▸ **What is being asked**
Please list all lines of the material below in which the string "ActionRange" occurs.

▸ **Records to process**
▬▬▬▬▬▬▬▬▬▬

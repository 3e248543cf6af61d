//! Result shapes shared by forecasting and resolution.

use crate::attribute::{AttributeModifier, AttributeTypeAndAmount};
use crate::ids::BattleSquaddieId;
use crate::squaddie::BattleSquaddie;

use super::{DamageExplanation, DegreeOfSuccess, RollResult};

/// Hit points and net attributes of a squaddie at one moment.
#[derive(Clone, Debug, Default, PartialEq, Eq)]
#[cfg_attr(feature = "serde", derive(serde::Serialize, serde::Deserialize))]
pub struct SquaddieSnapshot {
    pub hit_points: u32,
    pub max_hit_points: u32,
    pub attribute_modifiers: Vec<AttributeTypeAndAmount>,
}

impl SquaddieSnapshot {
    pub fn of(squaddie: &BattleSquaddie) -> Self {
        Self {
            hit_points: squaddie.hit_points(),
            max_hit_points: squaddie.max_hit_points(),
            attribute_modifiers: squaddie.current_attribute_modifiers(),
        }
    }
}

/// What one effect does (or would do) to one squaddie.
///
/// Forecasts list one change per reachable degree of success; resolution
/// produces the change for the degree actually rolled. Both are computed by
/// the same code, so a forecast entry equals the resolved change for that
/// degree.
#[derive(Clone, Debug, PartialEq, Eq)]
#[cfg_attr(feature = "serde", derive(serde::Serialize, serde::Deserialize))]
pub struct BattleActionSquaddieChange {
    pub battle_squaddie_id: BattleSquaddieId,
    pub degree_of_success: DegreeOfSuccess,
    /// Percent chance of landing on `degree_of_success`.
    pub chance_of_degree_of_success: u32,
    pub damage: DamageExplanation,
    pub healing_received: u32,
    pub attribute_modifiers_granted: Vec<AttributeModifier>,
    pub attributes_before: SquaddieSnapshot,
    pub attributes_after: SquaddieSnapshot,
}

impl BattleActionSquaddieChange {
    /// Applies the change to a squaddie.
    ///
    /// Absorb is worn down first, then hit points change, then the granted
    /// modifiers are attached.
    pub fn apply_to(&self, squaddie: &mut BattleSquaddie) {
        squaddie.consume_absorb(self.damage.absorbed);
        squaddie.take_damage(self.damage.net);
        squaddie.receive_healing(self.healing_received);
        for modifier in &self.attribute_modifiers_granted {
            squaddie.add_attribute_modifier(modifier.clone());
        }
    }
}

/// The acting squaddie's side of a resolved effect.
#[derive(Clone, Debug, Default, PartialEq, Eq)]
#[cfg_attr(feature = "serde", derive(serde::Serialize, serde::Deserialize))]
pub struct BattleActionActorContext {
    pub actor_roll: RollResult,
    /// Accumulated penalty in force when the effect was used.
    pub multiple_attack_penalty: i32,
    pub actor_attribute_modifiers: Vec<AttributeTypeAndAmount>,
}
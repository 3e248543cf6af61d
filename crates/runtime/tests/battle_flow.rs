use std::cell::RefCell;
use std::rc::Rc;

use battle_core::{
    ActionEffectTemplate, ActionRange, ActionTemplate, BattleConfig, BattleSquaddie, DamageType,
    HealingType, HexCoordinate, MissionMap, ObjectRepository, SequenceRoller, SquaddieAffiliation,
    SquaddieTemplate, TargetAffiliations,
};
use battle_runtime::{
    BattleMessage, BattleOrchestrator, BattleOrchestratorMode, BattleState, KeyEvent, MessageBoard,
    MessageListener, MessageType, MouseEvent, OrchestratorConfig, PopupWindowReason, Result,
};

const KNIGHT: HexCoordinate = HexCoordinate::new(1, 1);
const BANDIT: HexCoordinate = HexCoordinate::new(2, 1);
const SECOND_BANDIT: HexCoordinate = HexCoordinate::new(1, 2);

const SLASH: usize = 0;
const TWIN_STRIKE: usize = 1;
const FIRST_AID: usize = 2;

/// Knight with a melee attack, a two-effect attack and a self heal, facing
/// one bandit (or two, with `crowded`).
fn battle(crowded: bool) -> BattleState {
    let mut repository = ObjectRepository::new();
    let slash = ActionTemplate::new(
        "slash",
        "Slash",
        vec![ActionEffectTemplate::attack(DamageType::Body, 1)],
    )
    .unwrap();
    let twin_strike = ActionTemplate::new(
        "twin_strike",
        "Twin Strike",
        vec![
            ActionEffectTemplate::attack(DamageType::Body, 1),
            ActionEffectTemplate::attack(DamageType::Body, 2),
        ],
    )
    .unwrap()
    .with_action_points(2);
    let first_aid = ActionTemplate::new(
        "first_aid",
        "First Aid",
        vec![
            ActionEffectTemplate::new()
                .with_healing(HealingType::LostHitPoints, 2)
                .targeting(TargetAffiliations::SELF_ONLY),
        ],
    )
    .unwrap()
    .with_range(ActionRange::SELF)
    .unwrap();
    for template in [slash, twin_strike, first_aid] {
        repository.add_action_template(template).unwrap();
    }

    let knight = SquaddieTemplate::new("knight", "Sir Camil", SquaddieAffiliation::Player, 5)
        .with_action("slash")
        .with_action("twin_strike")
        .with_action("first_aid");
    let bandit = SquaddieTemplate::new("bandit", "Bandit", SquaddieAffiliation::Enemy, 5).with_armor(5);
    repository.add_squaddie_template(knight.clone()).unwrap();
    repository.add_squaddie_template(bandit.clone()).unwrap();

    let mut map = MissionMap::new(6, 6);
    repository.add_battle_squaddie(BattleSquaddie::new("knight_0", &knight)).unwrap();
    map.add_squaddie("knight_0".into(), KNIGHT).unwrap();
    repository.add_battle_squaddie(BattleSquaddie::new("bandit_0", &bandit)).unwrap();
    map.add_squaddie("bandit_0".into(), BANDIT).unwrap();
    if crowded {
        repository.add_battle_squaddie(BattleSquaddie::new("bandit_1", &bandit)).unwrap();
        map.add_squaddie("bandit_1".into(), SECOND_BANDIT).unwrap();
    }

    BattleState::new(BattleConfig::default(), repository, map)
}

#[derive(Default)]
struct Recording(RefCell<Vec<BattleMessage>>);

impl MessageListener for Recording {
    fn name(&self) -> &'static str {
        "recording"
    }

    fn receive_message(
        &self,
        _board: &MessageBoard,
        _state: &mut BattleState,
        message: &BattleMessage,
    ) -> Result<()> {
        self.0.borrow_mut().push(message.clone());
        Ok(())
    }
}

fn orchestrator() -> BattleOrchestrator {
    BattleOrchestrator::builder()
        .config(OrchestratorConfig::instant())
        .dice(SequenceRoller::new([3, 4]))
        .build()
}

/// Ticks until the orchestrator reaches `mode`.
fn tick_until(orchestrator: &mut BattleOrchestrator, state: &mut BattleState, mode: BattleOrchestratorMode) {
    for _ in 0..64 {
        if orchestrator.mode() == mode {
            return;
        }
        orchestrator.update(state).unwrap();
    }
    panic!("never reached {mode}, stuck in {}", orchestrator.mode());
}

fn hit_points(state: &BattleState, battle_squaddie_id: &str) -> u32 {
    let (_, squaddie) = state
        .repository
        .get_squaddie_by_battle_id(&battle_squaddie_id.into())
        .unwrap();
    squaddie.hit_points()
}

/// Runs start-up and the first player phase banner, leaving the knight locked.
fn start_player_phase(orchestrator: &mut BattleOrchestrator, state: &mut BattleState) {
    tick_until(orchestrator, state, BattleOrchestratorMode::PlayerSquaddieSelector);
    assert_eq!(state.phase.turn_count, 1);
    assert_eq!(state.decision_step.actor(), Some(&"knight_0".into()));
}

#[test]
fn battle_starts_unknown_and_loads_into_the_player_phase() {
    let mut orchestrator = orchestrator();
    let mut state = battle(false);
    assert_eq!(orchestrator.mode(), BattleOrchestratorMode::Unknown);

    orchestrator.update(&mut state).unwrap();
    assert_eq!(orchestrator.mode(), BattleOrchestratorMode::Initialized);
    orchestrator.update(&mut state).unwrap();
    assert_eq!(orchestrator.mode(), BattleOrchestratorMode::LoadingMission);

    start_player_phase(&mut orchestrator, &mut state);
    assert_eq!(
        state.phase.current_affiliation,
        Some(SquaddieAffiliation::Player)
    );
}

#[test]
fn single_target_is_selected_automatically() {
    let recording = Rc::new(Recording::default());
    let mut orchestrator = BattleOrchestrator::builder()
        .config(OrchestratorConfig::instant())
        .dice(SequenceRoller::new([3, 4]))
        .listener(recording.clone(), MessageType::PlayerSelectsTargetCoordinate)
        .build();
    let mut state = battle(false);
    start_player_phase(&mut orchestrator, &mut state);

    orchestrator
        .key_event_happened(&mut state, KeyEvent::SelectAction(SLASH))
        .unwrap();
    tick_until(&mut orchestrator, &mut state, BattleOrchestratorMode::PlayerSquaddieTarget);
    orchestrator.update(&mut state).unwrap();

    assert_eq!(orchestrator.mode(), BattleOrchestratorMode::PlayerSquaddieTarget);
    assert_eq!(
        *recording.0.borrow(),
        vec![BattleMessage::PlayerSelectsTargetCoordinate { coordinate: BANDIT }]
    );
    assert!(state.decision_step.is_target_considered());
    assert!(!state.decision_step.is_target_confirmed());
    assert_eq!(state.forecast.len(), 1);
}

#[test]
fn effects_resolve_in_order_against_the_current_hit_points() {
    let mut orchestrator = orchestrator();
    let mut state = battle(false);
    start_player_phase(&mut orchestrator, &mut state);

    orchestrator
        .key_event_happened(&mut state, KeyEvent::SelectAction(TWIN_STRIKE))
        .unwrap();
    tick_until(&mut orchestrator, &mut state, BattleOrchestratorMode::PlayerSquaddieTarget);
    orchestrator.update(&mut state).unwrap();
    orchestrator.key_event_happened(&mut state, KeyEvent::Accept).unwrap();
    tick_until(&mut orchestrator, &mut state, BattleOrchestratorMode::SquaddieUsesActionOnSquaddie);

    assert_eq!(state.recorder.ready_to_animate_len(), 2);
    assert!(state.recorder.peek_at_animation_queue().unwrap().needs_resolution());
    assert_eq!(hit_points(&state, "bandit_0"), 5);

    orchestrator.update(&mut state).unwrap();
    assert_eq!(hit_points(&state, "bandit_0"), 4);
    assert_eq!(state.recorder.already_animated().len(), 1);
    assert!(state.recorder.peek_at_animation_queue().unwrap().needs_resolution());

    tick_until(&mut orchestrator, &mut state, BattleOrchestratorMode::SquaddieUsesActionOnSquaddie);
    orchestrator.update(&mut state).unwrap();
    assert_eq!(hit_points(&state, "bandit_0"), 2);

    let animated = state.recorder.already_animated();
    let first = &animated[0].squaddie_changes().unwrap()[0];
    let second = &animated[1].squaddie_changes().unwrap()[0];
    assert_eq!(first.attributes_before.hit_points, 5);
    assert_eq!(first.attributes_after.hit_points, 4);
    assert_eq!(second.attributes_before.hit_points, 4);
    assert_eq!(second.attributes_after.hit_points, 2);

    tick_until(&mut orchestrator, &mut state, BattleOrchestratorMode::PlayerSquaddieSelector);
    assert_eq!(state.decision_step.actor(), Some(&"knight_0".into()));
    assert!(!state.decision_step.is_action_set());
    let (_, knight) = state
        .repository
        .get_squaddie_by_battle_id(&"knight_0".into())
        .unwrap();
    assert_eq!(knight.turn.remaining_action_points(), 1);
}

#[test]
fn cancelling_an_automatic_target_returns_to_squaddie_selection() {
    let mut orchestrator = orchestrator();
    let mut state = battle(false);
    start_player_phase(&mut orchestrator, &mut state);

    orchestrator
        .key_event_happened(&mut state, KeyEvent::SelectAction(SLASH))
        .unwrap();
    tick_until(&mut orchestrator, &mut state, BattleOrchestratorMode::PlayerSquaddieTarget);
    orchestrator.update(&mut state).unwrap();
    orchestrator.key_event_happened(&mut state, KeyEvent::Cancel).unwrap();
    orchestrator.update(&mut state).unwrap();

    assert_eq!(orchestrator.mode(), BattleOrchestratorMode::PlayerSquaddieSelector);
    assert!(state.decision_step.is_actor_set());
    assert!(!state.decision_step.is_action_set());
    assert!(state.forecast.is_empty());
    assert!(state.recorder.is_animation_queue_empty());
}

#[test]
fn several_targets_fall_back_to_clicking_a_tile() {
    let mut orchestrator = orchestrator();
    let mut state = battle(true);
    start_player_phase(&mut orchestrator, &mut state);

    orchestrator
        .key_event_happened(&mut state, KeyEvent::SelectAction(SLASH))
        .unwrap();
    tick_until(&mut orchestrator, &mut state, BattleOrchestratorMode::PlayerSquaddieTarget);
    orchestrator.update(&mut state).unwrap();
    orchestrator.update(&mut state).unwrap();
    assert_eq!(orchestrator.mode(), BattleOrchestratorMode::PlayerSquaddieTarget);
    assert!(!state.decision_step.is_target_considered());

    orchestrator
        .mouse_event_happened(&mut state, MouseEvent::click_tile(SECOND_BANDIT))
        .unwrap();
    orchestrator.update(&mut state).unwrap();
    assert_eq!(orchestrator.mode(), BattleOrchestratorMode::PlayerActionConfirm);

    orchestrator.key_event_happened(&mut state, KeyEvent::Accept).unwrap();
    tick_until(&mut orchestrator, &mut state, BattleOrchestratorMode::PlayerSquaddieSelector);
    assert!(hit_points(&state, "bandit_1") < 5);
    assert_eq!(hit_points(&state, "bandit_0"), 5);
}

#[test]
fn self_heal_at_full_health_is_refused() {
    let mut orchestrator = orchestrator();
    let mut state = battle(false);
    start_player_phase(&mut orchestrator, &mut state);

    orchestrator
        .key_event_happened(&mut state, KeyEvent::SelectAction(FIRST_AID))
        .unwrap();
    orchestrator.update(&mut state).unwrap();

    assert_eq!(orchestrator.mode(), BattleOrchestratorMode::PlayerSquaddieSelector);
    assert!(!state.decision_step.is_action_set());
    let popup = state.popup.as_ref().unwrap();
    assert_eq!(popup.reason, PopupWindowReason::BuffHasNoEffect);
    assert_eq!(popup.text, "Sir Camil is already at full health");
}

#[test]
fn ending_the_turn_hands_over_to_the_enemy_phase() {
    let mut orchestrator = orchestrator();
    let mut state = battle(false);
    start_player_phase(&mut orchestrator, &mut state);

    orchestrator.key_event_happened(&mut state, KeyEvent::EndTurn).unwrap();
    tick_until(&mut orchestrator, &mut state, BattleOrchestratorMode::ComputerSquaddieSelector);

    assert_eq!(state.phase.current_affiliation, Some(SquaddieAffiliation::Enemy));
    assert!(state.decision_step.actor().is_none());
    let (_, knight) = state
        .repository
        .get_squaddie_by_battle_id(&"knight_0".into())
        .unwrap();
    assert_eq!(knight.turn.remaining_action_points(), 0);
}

▬▬▬▬▬▬▬▬▬▬

▸ **Result of this exercise**
    ActionEffectTemplate, ActionRange, ActionTemplate, BattleConfig, BattleSquaddie, DamageType,
    .with_range(ActionRange::SELF)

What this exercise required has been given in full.